Records supplied:
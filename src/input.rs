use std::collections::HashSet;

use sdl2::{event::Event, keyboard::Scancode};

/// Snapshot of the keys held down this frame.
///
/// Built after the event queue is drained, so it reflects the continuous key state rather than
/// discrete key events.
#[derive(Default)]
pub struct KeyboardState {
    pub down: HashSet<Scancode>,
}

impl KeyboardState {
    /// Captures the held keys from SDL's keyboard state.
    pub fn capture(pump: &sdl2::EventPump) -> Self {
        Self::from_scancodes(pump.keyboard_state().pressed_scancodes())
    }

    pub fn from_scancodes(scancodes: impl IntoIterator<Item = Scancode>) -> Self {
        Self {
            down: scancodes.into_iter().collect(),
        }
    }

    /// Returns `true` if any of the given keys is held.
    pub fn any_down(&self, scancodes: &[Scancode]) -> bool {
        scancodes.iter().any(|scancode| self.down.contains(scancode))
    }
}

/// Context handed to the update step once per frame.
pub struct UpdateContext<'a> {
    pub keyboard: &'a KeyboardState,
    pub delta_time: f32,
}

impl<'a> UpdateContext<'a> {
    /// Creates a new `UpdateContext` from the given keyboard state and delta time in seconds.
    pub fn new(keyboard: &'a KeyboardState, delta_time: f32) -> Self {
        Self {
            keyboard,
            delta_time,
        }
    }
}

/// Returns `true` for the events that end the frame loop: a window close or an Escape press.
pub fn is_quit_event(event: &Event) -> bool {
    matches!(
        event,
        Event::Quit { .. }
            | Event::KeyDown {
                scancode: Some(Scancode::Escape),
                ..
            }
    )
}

Work instruction:
Character for character, reproduce all of the lines above.

Result of this task:
filename src/input.rs
use std::collections::HashSet;

use sdl2::{event::Event, keyboard::Scancode};

/// Snapshot of the keys held down this frame.
///
/// Built after the event queue is drained, so it reflects the continuous key state rather than
/// discrete key events.
#[derive(Default)]
pub struct KeyboardState {
    pub down: HashSet<Scancode>,
}

impl KeyboardState {
    /// Captures the held keys from SDL's keyboard state.
    pub fn capture(pump: &sdl2::EventPump) -> Self {
        Self::from_scancodes(pump.keyboard_state().pressed_scancodes())
    }

    pub fn from_scancodes(scancodes: impl IntoIterator<Item = Scancode>) -> Self {
        Self {
            down: scancodes.into_iter().collect(),
        }
    }

    /// Returns `true` if any of the given keys is held.
    pub fn any_down(&self, scancodes: &[Scancode]) -> bool {
        scancodes.iter().any(|scancode| self.down.contains(scancode))
    }
}

/// Context handed to the update step once per frame.
pub struct UpdateContext<'a> {
    pub keyboard: &'a KeyboardState,
    pub delta_time: f32,
}

impl<'a> UpdateContext<'a> {
    /// Creates a new `UpdateContext` from the given keyboard state and delta time in seconds.
    pub fn new(keyboard: &'a KeyboardState, delta_time: f32) -> Self {
        Self {
            keyboard,
            delta_time,
        }
    }
}

/// Returns `true` for the events that end the frame loop: a window close or an Escape press.
pub fn is_quit_event(event: &Event) -> bool {
    matches!(
        event,
        Event::Quit { .. }
            | Event::KeyDown {
                scancode: Some(Scancode::Escape),
                ..
            }
    )
}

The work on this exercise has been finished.